Collected data
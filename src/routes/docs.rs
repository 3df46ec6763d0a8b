//! Swagger UI and OpenAPI document routes.

use axum::Router;
use utoipa::OpenApi;
use utoipa_swagger_ui::SwaggerUi;

use crate::{services::documentation::ApiDoc, state::SharedState};

/// Serve the Swagger UI backed by the generated OpenAPI document.
pub fn router(state: SharedState) -> Router<SharedState> {
    let ui: Router<SharedState> = SwaggerUi::new("/docs")
        .url("/api-doc/openapi.json", ApiDoc::openapi())
        .into();

    ui.with_state(state)
}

EXERCISE DETAILS → Transcribe all the entries, keeping each one exactly as it is.

ANSWER BOX →
filename src/routes/docs.rs
repository 3df46ec6763d0a8b
//! Swagger UI and OpenAPI document routes.

use axum::Router;
use utoipa::OpenApi;
use utoipa_swagger_ui::SwaggerUi;

use crate::{services::documentation::ApiDoc, state::SharedState};

/// Serve the Swagger UI backed by the generated OpenAPI document.
pub fn router(state: SharedState) -> Router<SharedState> {
    let ui: Router<SharedState> = SwaggerUi::new("/docs")
        .url("/api-doc/openapi.json", ApiDoc::openapi())
        .into();

    ui.with_state(state)
}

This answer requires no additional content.